EXERCISE DIRECTIONS
Across the whole listing, how many lines hold the word "collect"? Reply with the number by itself.

RECORDS SUPPLIED
******
#![cfg(target_os = "linux")]

use std::ffi::{CStr, c_char, c_int};

use strfmt_abi::{strfmt_format_raw, strfmt_snprintf};

/// Run `strfmt_format_raw`, copy the result out, and free it.
fn format_raw(fmt: &CStr, regs: &[u64]) -> Option<Vec<u8>> {
    let ptr = unsafe { strfmt_format_raw(fmt.as_ptr(), regs.as_ptr(), regs.len()) };
    if ptr.is_null() {
        return None;
    }
    let bytes = unsafe { CStr::from_ptr(ptr) }.to_bytes().to_vec();
    unsafe { libc::free(ptr.cast()) };
    Some(bytes)
}

/// Format with the host C library for comparison.
macro_rules! host_snprintf {
    ($fmt:expr $(, $arg:expr)*) => {{
        let mut buf = [0 as c_char; 256];
        let n = unsafe { libc::snprintf(buf.as_mut_ptr(), buf.len(), $fmt.as_ptr() $(, $arg)*) };
        assert!(n >= 0 && (n as usize) < buf.len());
        unsafe { CStr::from_ptr(buf.as_ptr()) }.to_bytes().to_vec()
    }};
}

#[test]
fn formats_two_integers() {
    assert_eq!(format_raw(c"%d-%d", &[3, 7]).unwrap(), b"3-7");
}

#[test]
fn formats_c_string_argument() {
    let hello = c"hello";
    let out = format_raw(c"%s", &[hello.as_ptr() as usize as u64]).unwrap();
    assert_eq!(out, b"hello");
}

#[test]
fn empty_template_gives_empty_string() {
    assert_eq!(format_raw(c"", &[]).unwrap(), b"");
}

#[test]
fn null_template_returns_null() {
    let ptr = unsafe { strfmt_format_raw(std::ptr::null(), std::ptr::null(), 0) };
    assert!(ptr.is_null());
}

#[test]
fn null_args_with_no_directives_is_fine() {
    let ptr = unsafe { strfmt_format_raw(c"static".as_ptr(), std::ptr::null(), 0) };
    assert!(!ptr.is_null());
    assert_eq!(unsafe { CStr::from_ptr(ptr) }.to_bytes(), b"static");
    unsafe { libc::free(ptr.cast()) };
}

#[test]
fn snprintf_truncates_and_reports_full_length() {
    let mut buf = [0x55 as c_char; 4];
    let regs = [12345u64];
    let n = unsafe {
        strfmt_snprintf(buf.as_mut_ptr(), buf.len(), c"%d".as_ptr(), regs.as_ptr(), 1)
    };
    assert_eq!(n, 5);
    assert_eq!(unsafe { CStr::from_ptr(buf.as_ptr()) }.to_bytes(), b"123");
}

#[test]
fn snprintf_measures_with_null_buffer() {
    let regs = [1.5f64.to_bits()];
    let n = unsafe {
        strfmt_snprintf(std::ptr::null_mut(), 0, c"%f".as_ptr(), regs.as_ptr(), 1)
    };
    assert_eq!(n, 8);
    let n = unsafe {
        strfmt_snprintf(std::ptr::null_mut(), 0, std::ptr::null(), regs.as_ptr(), 1)
    };
    assert_eq!(n, -1);
}

#[test]
fn matches_host_for_integers() {
    let expected = host_snprintf!(c"[%5d|%-5d|%05d|%+d|% d]", 42 as c_int, 42 as c_int, -42 as c_int, 7 as c_int, 7 as c_int);
    let regs = [42, 42, (-42i64) as u64, 7, 7];
    assert_eq!(format_raw(c"[%5d|%-5d|%05d|%+d|% d]", &regs).unwrap(), expected);
}

#[test]
fn matches_host_for_unsigned_bases() {
    let expected = host_snprintf!(c"%x %X %#x %o %#o %u", 255 as c_int, 255 as c_int, 255 as c_int, 8 as c_int, 8 as c_int, 4000000000u32);
    let regs = [255, 255, 255, 8, 8, 4_000_000_000];
    assert_eq!(format_raw(c"%x %X %#x %o %#o %u", &regs).unwrap(), expected);
}

#[test]
fn matches_host_for_length_modifiers() {
    let expected = host_snprintf!(c"%hhd %hu %ld %lld", 300 as c_int, 70000 as c_int, -5_000_000_000i64 as libc::c_long, 9_000_000_000i64 as libc::c_longlong);
    let regs = [300, 70000, (-5_000_000_000i64) as u64, 9_000_000_000];
    assert_eq!(format_raw(c"%hhd %hu %ld %lld", &regs).unwrap(), expected);
}

#[test]
fn matches_host_for_floats() {
    let expected = host_snprintf!(c"%f|%.2f|%08.3f|%e|%.3E|%g|%g|%g", 1.23456f64, 1.23456f64, -2.5f64, 12345.678f64, 0.00015f64, 100000.0f64, 1000000.0f64, 0.0001f64);
    let regs = [
        1.23456f64.to_bits(),
        1.23456f64.to_bits(),
        (-2.5f64).to_bits(),
        12345.678f64.to_bits(),
        0.00015f64.to_bits(),
        100000.0f64.to_bits(),
        1000000.0f64.to_bits(),
        0.0001f64.to_bits(),
    ];
    assert_eq!(
        format_raw(c"%f|%.2f|%08.3f|%e|%.3E|%g|%g|%g", &regs).unwrap(),
        expected
    );
}

#[test]
fn matches_host_for_hex_floats_and_specials() {
    let expected = host_snprintf!(c"%a %a %A %f %F", 1.0f64, 3.0f64, 0.5f64, f64::INFINITY, f64::NEG_INFINITY);
    let regs = [
        1.0f64.to_bits(),
        3.0f64.to_bits(),
        0.5f64.to_bits(),
        f64::INFINITY.to_bits(),
        f64::NEG_INFINITY.to_bits(),
    ];
    assert_eq!(format_raw(c"%a %a %A %f %F", &regs).unwrap(), expected);
}

#[test]
fn matches_host_for_strings_chars_and_star() {
    let word = c"formatting";
    let expected = host_snprintf!(c"[%-12s|%.4s|%c|%*d|%%]", word.as_ptr(), word.as_ptr(), b'Z' as c_int, 6 as c_int, 99 as c_int);
    let regs = [
        word.as_ptr() as usize as u64,
        word.as_ptr() as usize as u64,
        u64::from(b'Z'),
        6,
        99,
    ];
    assert_eq!(format_raw(c"[%-12s|%.4s|%c|%*d|%%]", &regs).unwrap(), expected);
}

#[test]
fn matches_host_for_pointer() {
    let expected = host_snprintf!(c"%p", 0xdead_beef_usize as *const libc::c_void);
    assert_eq!(format_raw(c"%p", &[0xdead_beef]).unwrap(), expected);
}

#[test]
fn precision_stops_reading_unterminated_array() {
    let bytes: [c_char; 3] = [b'a' as c_char, b'b' as c_char, b'c' as c_char];
    let addr = bytes.as_ptr() as usize as u64;
    assert_eq!(format_raw(c"<%.3s>", &[addr]).unwrap(), b"<abc>");
    assert_eq!(format_raw(c"<%5.2s>", &[addr]).unwrap(), b"<   ab>");
    assert_eq!(format_raw(c"<%.*s>", &[3, addr]).unwrap(), b"<abc>");
}

#[test]
fn many_arguments_are_all_consumed() {
    let template = "%d,".repeat(40);
    let template = std::ffi::CString::new(template).unwrap();
    let regs: Vec<u64> = (0..40).collect();
    let expected: String = (0..40).map(|i| format!("{i},")).collect();
    assert_eq!(format_raw(&template, &regs).unwrap(), expected.as_bytes());
}

#[test]
fn count_directive_consumes_without_writing() {
    let mut slot: c_int = -1;
    let regs = [&raw mut slot as usize as u64, 5];
    assert_eq!(format_raw(c"ab%nc%d", &regs).unwrap(), b"abc5");
    assert_eq!(slot, -1);
}

#[cfg(feature = "c-variadic")]
#[test]
fn variadic_entry_reads_every_argument() {
    let template = std::ffi::CString::new("%d ".repeat(34)).unwrap();
    let ptr = unsafe {
        strfmt_abi::string_fmt(
            template.as_ptr(),
            0 as c_int, 1 as c_int, 2 as c_int, 3 as c_int, 4 as c_int, 5 as c_int, 6 as c_int, 7 as c_int,
            8 as c_int, 9 as c_int, 10 as c_int, 11 as c_int, 12 as c_int, 13 as c_int, 14 as c_int, 15 as c_int,
            16 as c_int, 17 as c_int, 18 as c_int, 19 as c_int, 20 as c_int, 21 as c_int, 22 as c_int, 23 as c_int,
            24 as c_int, 25 as c_int, 26 as c_int, 27 as c_int, 28 as c_int, 29 as c_int, 30 as c_int, 31 as c_int,
            32 as c_int, 33 as c_int,
        )
    };
    assert!(!ptr.is_null());
    let expected: String = (0..34).map(|i| format!("{i} ")).collect();
    assert_eq!(unsafe { CStr::from_ptr(ptr) }.to_bytes(), expected.as_bytes());
    unsafe { libc::free(ptr.cast()) };
}

#[cfg(feature = "c-variadic")]
#[test]
fn variadic_entry_formats_into_malloc_block() {
    let ptr = unsafe {
        strfmt_abi::string_fmt(c"%d-%s-%.1f".as_ptr(), 3 as c_int, c"x".as_ptr(), 2.25f64)
    };
    assert!(!ptr.is_null());
    let expected = host_snprintf!(c"%d-%s-%.1f", 3 as c_int, c"x".as_ptr(), 2.25f64);
    assert_eq!(unsafe { CStr::from_ptr(ptr) }.to_bytes(), expected.as_slice());
    unsafe { libc::free(ptr.cast()) };
}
******
WORKED SOLUTION
3